### [Your goal]
Read through the data and report every line in which the word "that" occurs.

(Records excerpted from a collection)
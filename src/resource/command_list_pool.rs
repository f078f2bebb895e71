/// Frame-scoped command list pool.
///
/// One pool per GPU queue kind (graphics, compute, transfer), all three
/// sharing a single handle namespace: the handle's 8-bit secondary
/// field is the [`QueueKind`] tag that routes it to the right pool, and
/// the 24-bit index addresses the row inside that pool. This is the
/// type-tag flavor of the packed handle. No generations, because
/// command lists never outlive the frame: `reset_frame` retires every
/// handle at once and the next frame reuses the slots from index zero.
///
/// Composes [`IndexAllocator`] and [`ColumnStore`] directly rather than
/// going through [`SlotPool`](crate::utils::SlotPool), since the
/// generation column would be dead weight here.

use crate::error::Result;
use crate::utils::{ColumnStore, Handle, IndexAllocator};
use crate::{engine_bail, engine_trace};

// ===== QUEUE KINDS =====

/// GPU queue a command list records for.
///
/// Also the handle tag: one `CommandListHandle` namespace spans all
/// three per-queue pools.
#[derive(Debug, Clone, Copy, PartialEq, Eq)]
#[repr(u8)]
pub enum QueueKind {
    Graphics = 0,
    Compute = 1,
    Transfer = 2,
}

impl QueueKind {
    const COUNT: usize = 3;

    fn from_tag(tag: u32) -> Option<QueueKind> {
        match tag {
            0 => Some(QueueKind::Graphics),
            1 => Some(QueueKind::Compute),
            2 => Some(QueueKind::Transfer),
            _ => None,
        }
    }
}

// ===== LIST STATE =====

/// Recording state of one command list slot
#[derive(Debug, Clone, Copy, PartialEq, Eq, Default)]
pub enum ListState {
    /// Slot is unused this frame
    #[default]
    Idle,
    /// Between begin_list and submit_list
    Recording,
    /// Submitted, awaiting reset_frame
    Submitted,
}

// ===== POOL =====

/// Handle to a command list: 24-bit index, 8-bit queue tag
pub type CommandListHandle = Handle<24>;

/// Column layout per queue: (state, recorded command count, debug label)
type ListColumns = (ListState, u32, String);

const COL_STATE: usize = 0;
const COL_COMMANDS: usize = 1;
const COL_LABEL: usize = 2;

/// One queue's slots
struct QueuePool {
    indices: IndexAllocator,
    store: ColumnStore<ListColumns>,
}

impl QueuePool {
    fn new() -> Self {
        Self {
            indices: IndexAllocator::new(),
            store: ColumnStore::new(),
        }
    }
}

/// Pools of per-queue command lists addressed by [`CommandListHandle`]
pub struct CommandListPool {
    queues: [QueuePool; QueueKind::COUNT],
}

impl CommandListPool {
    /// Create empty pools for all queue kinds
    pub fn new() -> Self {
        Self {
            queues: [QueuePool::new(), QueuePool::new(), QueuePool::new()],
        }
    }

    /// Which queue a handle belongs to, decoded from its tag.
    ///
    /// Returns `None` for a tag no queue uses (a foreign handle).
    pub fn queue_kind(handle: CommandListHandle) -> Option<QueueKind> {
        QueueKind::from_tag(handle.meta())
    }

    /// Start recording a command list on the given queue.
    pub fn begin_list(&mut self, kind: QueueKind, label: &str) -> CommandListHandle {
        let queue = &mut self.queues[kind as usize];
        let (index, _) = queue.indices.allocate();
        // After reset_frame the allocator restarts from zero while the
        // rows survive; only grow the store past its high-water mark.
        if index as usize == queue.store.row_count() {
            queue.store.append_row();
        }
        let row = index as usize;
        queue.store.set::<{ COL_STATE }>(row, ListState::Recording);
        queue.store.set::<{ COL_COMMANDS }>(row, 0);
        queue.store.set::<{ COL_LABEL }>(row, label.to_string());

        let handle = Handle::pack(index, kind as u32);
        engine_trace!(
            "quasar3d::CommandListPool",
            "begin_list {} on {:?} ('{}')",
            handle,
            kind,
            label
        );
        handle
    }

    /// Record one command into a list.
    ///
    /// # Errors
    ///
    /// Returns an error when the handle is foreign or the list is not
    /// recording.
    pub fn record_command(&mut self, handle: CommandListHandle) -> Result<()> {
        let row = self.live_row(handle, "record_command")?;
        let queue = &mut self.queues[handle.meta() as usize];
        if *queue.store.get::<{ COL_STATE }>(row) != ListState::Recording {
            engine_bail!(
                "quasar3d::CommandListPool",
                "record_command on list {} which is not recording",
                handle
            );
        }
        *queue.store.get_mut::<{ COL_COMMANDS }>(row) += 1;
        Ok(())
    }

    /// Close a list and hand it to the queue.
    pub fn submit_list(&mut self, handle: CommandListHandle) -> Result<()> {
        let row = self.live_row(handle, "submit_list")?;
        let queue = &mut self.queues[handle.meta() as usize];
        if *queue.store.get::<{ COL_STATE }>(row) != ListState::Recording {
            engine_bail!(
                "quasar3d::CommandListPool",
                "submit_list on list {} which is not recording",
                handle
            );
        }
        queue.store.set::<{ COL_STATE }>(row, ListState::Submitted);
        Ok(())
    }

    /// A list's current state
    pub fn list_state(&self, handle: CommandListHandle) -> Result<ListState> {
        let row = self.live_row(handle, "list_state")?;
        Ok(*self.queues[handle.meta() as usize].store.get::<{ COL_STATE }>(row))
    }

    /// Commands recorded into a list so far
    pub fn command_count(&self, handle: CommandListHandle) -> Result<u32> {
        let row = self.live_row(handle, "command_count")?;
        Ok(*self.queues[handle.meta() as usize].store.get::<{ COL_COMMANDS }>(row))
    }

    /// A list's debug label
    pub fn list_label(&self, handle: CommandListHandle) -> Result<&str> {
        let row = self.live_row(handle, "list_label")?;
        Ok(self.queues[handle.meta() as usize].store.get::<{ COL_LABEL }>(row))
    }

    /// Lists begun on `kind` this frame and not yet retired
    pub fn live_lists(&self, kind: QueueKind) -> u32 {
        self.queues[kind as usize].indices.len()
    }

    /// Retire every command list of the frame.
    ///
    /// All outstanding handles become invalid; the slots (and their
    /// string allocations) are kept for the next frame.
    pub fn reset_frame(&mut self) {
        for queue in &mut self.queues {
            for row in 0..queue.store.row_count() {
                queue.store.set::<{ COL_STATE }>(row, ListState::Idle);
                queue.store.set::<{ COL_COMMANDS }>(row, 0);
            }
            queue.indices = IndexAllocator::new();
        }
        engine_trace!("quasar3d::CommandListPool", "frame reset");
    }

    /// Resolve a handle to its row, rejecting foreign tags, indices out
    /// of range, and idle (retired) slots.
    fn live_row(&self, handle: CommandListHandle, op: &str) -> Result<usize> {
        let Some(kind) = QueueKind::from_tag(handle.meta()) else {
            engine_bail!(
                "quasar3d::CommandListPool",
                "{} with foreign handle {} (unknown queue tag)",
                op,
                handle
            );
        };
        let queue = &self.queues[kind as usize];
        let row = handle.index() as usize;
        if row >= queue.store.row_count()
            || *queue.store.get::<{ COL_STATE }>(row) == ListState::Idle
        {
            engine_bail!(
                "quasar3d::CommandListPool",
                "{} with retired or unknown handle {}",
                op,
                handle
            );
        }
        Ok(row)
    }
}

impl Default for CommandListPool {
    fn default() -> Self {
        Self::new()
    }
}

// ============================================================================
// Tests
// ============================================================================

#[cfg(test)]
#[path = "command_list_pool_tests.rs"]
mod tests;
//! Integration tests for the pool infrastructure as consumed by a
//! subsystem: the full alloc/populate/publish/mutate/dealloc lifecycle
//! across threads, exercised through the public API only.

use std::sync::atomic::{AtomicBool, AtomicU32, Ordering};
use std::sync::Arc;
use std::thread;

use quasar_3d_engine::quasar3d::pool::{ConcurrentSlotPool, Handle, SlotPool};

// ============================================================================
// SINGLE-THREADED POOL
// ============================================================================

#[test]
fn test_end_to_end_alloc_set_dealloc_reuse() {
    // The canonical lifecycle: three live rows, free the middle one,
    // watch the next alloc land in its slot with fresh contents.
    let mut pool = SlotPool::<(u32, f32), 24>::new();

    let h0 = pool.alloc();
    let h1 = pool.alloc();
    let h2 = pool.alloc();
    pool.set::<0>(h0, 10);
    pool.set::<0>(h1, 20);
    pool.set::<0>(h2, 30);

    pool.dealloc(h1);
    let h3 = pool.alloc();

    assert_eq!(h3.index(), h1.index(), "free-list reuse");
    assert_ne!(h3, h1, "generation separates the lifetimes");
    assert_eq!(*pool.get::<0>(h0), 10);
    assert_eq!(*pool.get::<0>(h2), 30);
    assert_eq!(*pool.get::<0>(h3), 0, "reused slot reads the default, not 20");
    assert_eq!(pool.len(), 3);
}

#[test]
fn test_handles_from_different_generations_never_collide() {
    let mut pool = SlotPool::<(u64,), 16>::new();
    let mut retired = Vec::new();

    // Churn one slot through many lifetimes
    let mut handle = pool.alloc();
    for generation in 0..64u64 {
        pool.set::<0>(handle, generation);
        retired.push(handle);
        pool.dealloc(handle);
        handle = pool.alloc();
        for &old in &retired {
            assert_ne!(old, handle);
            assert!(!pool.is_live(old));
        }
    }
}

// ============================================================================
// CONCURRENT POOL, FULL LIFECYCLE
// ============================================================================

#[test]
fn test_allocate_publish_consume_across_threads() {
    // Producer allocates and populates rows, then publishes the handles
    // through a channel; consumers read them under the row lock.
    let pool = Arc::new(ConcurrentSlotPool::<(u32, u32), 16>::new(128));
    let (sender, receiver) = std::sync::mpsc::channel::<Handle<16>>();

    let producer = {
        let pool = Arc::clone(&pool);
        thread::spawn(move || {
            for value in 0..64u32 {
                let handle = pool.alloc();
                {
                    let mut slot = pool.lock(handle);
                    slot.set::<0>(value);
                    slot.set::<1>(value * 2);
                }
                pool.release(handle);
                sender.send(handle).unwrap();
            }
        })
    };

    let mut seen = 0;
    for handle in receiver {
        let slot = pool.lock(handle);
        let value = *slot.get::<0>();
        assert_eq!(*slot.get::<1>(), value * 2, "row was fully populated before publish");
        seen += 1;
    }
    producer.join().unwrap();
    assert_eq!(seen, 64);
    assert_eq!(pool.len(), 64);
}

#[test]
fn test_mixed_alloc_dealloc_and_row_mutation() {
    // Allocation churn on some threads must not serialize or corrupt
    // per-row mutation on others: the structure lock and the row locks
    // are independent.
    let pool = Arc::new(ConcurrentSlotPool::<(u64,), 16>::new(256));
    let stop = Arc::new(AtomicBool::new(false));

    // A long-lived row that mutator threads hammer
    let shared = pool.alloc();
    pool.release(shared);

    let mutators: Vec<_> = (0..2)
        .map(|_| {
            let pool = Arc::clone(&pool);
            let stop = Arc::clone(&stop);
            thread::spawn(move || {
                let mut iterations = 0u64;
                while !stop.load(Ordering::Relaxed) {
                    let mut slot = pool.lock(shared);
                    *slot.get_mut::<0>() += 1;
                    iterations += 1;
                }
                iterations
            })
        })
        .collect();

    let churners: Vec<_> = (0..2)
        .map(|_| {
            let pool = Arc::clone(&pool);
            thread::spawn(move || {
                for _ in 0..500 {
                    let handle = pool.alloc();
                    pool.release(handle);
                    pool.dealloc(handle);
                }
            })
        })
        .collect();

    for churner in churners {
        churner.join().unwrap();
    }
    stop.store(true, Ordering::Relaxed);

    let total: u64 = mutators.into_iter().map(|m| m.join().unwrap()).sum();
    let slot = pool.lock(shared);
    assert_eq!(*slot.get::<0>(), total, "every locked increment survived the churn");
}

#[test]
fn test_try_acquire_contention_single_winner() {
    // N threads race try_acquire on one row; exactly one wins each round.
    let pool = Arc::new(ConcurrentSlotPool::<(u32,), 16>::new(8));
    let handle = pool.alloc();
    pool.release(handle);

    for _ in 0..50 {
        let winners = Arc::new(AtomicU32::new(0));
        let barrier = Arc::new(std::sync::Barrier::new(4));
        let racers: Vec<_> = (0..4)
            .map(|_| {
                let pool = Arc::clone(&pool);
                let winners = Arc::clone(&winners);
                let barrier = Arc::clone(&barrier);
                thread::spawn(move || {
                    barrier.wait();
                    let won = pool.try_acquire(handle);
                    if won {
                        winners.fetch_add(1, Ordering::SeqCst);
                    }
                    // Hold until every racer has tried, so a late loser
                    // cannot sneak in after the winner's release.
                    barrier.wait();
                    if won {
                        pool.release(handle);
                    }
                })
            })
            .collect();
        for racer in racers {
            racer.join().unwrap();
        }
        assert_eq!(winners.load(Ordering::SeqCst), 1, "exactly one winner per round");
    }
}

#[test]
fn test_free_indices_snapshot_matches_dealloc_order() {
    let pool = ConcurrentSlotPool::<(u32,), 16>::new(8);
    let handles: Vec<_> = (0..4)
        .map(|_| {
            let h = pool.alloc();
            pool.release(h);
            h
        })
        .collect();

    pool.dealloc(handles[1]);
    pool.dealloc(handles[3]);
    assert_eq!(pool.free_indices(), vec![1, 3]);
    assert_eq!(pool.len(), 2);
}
--
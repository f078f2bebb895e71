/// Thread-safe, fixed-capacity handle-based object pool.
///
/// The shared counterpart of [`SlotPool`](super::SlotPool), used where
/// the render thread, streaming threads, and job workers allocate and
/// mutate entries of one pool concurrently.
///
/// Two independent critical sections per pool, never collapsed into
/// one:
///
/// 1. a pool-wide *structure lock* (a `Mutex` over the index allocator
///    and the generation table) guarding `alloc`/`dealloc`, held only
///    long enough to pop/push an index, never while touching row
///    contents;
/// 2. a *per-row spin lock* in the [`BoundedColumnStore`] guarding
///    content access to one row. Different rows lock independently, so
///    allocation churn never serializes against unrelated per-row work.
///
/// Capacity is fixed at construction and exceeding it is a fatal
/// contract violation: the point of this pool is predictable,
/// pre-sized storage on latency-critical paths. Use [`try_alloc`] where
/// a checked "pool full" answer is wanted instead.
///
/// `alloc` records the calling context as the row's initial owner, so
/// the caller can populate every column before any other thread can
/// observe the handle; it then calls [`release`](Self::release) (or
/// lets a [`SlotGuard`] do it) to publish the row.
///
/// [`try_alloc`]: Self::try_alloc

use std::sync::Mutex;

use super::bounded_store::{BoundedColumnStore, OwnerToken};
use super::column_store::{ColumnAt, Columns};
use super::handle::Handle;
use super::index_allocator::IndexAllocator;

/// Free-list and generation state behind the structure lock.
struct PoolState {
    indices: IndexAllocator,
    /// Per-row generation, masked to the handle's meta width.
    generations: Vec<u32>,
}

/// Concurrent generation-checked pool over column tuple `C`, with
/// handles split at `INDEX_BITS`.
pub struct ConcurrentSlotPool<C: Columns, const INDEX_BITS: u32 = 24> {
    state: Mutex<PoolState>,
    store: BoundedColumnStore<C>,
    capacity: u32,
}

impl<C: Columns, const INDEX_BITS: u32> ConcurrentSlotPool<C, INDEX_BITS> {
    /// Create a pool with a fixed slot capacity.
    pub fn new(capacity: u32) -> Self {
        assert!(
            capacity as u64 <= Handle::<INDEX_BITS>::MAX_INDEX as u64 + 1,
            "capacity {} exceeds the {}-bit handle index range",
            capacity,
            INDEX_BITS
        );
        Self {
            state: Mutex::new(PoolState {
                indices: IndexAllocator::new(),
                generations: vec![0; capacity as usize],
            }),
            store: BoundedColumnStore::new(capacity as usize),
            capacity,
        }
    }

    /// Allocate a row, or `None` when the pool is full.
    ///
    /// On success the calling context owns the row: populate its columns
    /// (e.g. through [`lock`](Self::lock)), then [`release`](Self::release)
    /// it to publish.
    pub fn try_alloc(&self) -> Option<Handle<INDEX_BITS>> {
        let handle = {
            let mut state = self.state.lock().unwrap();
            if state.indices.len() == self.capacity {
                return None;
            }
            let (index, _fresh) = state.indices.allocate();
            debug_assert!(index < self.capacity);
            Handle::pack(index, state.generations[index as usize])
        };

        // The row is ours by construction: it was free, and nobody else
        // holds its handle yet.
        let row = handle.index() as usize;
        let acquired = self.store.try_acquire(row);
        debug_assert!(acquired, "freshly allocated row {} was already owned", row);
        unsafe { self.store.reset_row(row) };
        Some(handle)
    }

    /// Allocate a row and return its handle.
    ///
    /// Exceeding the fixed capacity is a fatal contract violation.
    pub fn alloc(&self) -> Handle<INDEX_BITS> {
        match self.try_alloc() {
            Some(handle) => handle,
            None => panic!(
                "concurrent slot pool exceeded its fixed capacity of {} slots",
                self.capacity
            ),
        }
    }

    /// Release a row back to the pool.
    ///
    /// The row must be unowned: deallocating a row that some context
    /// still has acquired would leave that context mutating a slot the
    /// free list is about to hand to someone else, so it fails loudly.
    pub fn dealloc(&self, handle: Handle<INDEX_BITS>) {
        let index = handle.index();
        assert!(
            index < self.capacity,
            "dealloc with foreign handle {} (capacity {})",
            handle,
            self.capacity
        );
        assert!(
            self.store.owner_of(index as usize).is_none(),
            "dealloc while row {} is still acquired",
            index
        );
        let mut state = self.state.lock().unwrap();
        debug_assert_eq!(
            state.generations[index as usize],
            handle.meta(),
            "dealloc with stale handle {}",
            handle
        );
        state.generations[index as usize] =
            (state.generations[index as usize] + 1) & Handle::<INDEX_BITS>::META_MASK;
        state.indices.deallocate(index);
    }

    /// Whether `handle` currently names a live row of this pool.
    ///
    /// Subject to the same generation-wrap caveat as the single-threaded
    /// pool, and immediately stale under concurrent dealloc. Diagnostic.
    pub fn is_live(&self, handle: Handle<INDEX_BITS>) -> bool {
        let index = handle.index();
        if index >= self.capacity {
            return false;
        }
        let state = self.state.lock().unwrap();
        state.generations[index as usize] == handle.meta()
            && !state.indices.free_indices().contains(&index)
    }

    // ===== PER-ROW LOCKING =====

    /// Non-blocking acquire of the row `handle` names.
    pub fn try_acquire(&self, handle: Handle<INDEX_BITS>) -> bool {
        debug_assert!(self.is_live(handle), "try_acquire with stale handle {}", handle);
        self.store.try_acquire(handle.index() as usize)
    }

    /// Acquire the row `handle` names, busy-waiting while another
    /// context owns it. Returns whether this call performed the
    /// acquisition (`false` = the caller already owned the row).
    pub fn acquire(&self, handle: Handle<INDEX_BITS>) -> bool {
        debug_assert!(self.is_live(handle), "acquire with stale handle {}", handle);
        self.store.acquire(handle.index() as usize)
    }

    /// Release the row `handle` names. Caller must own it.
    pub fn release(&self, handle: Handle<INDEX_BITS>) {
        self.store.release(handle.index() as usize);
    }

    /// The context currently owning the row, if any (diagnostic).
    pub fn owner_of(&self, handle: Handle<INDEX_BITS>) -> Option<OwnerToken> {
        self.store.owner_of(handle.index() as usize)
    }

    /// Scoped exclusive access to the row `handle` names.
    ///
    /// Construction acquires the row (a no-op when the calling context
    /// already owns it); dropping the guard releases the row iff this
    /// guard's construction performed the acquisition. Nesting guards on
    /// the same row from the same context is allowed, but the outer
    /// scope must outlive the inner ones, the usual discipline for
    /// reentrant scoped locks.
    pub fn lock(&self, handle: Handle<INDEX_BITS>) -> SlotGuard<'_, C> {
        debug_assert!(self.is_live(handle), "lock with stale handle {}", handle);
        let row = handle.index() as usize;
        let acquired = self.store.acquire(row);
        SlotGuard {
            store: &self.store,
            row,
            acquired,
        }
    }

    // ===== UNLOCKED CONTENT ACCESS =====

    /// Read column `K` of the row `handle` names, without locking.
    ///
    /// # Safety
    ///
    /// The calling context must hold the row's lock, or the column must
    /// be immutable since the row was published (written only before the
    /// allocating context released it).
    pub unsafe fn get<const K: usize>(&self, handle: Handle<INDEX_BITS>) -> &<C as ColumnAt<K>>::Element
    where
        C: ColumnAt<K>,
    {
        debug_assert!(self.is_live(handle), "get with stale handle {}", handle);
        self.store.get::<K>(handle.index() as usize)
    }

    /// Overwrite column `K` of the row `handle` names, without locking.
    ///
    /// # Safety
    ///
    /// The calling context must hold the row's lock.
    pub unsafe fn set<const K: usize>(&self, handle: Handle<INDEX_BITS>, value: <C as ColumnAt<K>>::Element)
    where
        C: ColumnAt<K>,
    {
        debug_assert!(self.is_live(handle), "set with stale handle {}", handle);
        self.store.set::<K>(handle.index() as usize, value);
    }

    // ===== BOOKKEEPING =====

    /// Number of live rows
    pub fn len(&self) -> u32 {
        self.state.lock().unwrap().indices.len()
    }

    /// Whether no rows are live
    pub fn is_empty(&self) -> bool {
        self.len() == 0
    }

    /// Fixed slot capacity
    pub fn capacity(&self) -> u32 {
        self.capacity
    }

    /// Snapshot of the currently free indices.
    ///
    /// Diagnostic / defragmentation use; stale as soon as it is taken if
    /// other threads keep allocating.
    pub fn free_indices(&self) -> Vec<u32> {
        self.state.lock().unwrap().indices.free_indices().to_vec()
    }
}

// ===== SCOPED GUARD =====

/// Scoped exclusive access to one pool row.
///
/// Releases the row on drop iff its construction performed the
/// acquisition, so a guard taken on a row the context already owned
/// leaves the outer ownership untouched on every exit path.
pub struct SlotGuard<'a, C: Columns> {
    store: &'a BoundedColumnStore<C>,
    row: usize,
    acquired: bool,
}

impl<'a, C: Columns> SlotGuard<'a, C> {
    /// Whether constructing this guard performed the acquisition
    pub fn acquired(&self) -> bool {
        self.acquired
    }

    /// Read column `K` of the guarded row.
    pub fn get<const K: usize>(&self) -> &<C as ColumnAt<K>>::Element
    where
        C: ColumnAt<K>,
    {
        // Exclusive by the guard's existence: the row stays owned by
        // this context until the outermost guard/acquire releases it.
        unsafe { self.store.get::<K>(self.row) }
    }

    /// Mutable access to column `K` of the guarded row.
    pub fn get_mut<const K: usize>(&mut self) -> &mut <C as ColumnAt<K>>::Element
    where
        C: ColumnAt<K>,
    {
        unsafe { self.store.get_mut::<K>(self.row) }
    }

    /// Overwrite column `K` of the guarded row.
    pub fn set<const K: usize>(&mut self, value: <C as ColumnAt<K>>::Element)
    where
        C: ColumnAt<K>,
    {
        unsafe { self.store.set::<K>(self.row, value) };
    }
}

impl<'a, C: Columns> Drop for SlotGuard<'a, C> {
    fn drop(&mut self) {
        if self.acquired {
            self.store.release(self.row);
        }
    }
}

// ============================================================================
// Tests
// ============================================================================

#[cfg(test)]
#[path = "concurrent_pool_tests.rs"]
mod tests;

### [Exercise output]
/// field is the [`QueueKind`] tag that routes it to the right pool, and
/// the 24-bit index addresses the row inside that pool. This is the
    // A long-lived row that mutator threads hammer
    /// The row must be unowned: deallocating a row that some context
    /// still has acquired would leave that context mutating a slot the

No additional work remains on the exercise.